Papa León XIV en Annaba: Un peregrinaje de esperanza siguiendo las huellas de san Agustín

Fuente: EncuentraIglesias Editorial

En un día lluvioso que parecía querer purificar la tierra y la memoria, el Papa León XIV realizó un peregrinaje lleno de significado en la ciudad de Annaba, la antigua Hipona. Este lugar, inmortalizado por el ministerio episcopal de san Agustín, recibió al sucesor de Pedro en un abrazo que une siglos de historia, fe y servicio. El pontífice, elegido en mayo de 2025, decidió comenzar su ministerio petrino recordando las raíces profundas de la Iglesia, visitando no solo las antiguas piedras sino especialmente las obras de caridad que siguen dando vida al Evangelio.

Papa León XIV en Annaba: Un peregrinaje de esperanza siguiendo las huellas de san Agustín

Hipona: donde la historia aún habla

Annaba, con su nombre árabe que significa 'la ciudad de las moreras', guarda en su subsuelo y en sus estructuras visibles el eco de una grandeza pasada. Las ruinas romanas —el foro, el teatro, las termas— cuentan de una civilización que aquí alcanzó su apogeo. Pero para los cristianos, el corazón de esta ciudad late en la Basílica Pacis, donde Agustín, el doctor de la gracia, guio a su rebaño a través de tormentas doctrinales y desafíos pastorales. En este lugar, el obispo de Hipona escribió páginas inmortales de la teología cristiana, recordándonos que, como afirma la Carta a los Hebreos:

"Jesucristo es el mismo ayer, hoy y siempre" (Heb 13,8).
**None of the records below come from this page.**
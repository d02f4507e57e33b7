use crate::{
    ContextDeserializer, ContextSerializer, Error, Result, TypeInfo, YamlFormatterOptions,
    YamlReader, YamlWriter,
};

use std::{
    any::{Any, type_name},
    sync::Arc,
};

/// Untyped converter surface, the shape the engine dispatches on.
///
/// Converters are registered together in a
/// [`ConverterRegistry`](crate::ConverterRegistry) and asked in
/// registration order whether they handle a given type; the first one that
/// answers `true` gets the `read`/`write` call.
pub trait YamlConverter: Send + Sync {
    fn can_convert(&self, ty: &TypeInfo) -> bool;

    /// Reads a value of type `ty` from the current reader position.
    ///
    /// Nested values may be read through `deserializer`; its errors must be
    /// returned unchanged.
    fn read(
        &self,
        reader: &mut YamlReader<'_>,
        ty: &TypeInfo,
        deserializer: &mut dyn ContextDeserializer,
    ) -> Result<Box<dyn Any + Send>>;

    /// Writes `value`, declared as `ty`, as exactly one node.
    fn write(
        &self,
        writer: &mut YamlWriter,
        value: &dyn Any,
        ty: &TypeInfo,
        serializer: &mut dyn ContextSerializer,
    ) -> Result<()>;

    fn formatter(&self) -> Option<&Arc<YamlFormatterOptions>>;

    fn set_formatter(&mut self, formatter: Option<Arc<YamlFormatterOptions>>);

    fn name(&self) -> &str {
        type_name::<Self>()
    }
}

/// Strongly typed converter for a single value type.
///
/// Implement `read_yaml` and `write_yaml`, then wrap the converter in
/// [`Converter`] to register it. Converters that need the engine for
/// nested values override the `_with` variants, which receive the
/// session's context; the defaults drop the context and call the
/// two-argument methods.
pub trait TypedConverter: Send + Sync + 'static {
    type Value: Any + Send;

    fn write_yaml(&self, writer: &mut YamlWriter, value: &Self::Value) -> Result<()>;

    fn read_yaml(&self, reader: &mut YamlReader<'_>, ty: &TypeInfo) -> Result<Self::Value>;

    fn write_yaml_with(
        &self,
        writer: &mut YamlWriter,
        value: &Self::Value,
        _serializer: &mut dyn ContextSerializer,
    ) -> Result<()> {
        self.write_yaml(writer, value)
    }

    fn read_yaml_with(
        &self,
        reader: &mut YamlReader<'_>,
        ty: &TypeInfo,
        _deserializer: &mut dyn ContextDeserializer,
    ) -> Result<Self::Value> {
        self.read_yaml(reader, ty)
    }

    /// Defaults to exact type identity with `Self::Value`.
    fn can_convert(&self, ty: &TypeInfo) -> bool {
        ty.is::<Self::Value>()
    }

    fn on_formatter_set(&mut self, _formatter: Option<&Arc<YamlFormatterOptions>>) {}

    fn into_converter(self) -> Converter<Self>
    where
        Self: Sized,
    {
        Converter::new(self)
    }
}

/// Bridges a [`TypedConverter`] to the untyped [`YamlConverter`] surface.
#[derive(Debug, Default)]
pub struct Converter<C> {
    inner: C,
    formatter: Option<Arc<YamlFormatterOptions>>,
}

impl<C> Converter<C> {
    pub fn new(inner: C) -> Self {
        Self {
            inner,
            formatter: None,
        }
    }

    pub fn inner(&self) -> &C {
        &self.inner
    }

    pub fn into_inner(self) -> C {
        self.inner
    }
}

impl<C: TypedConverter> From<C> for Converter<C> {
    fn from(inner: C) -> Self {
        Self::new(inner)
    }
}

impl<C: TypedConverter> YamlConverter for Converter<C> {
    fn can_convert(&self, ty: &TypeInfo) -> bool {
        self.inner.can_convert(ty)
    }

    fn read(
        &self,
        reader: &mut YamlReader<'_>,
        ty: &TypeInfo,
        deserializer: &mut dyn ContextDeserializer,
    ) -> Result<Box<dyn Any + Send>> {
        let value = self.inner.read_yaml_with(reader, ty, deserializer)?;
        Ok(Box::new(value))
    }

    fn write(
        &self,
        writer: &mut YamlWriter,
        value: &dyn Any,
        ty: &TypeInfo,
        serializer: &mut dyn ContextSerializer,
    ) -> Result<()> {
        let Some(value) = value.downcast_ref::<C::Value>() else {
            let found = if ty.is::<C::Value>() {
                "a value of another type"
            } else {
                ty.name()
            };
            tracing::error!(
                converter = self.name(),
                expected = type_name::<C::Value>(),
                declared = %ty,
                "value handed to converter is not of its type"
            );
            return Err(Error::TypeMismatch {
                expected: type_name::<C::Value>(),
                found,
            });
        };

        self.inner.write_yaml_with(writer, value, serializer)
    }

    fn formatter(&self) -> Option<&Arc<YamlFormatterOptions>> {
        self.formatter.as_ref()
    }

    fn set_formatter(&mut self, formatter: Option<Arc<YamlFormatterOptions>>) {
        self.inner.on_formatter_set(formatter.as_ref());
        self.formatter = formatter;
    }

    fn name(&self) -> &str {
        type_name::<C>()
    }
}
Las piedras que dan testimonio

Al recorrer esos lugares, el Papa León casi pudo escuchar el eco de las palabras de Agustín, quien en esta ciudad combatió las herejías donatista y pelagiana, defendiendo la universalidad de la Iglesia y la necesidad de la gracia. Las piedras del baptisterio anexo a la basílica aún hablan del sacramento que nos hace renacer a una vida nueva, un tema querido para el pontífice que ha subrayado con frecuencia cómo

"Tanto amó Dios al mundo, que dio a su Hijo único, para que todo el que crea en él no perezca, sino que tenga vida eterna" (Jn 3,16).

De las antiguas piedras a las obras modernas de misericordia

Si la mañana se dedicó a la memoria histórica, la tarde vio al papa pasar de la arqueología de la fe a su encarnación contemporánea. La visita a la casa de acogida 'Ma Maison', dirigida por las Hermanitas de los Pobres, representó la culminación natural del peregrinaje. En este lugar, donde ancianos cristianos y musulmanes encuentran juntos cuidado, dignidad y fraternidad, el pontífice reconoció el rostro vivo de la Iglesia.

Donde habita Dios

"Me alegro porque aquí habita Dios", afirmó el Papa León, recordando a todos que la presencia divina se manifiesta especialmente donde reinan el amor y el servicio desinteresado. Estas palabras hacen eco del mandato de Jesús:

"Amarás a tu prójimo como a ti mismo" (Mc 12,31).
En la sencillez de una casa que acoge a los frágiles, sin distinción de credo, se realiza ese reino de Dios que no está hecho de poder sino de servicio.

Testimonios que edifican

Durante el encuentro, el pontífice escuchó con emoción las palabras de monseñor Desfarges y el testimonio del señor Salah Bouchemel. Este último, probablemente un musulmán que colabora o se beneficia de la obra de las Hermanitas, ofreció una prueba tangible de cómo la caridad supera toda barrera. El Papa León comentó: "Creo que el Señor, desde el Cielo, al ver una casa como esta, donde se busca vivir juntos en fraternidad, puede pensar: ¡entonces hay esperanza!".

El corazón de Dios con los pequeños

En un mundo desgarrado por conflictos e injusticias, estas realidades sencillas se convierten en signos proféticos. El pontífice recordó que el corazón de Dios "está con los pequeños, con los humildes, y con ellos lleva adelante su Reino de amor y de paz, día a día". Esta afirmación encuentra su fundamento en las Bienaventuranzas:

"Dichosos los pobres de espíritu, porque de ellos es el reino de los cielos" (Mt 5,3).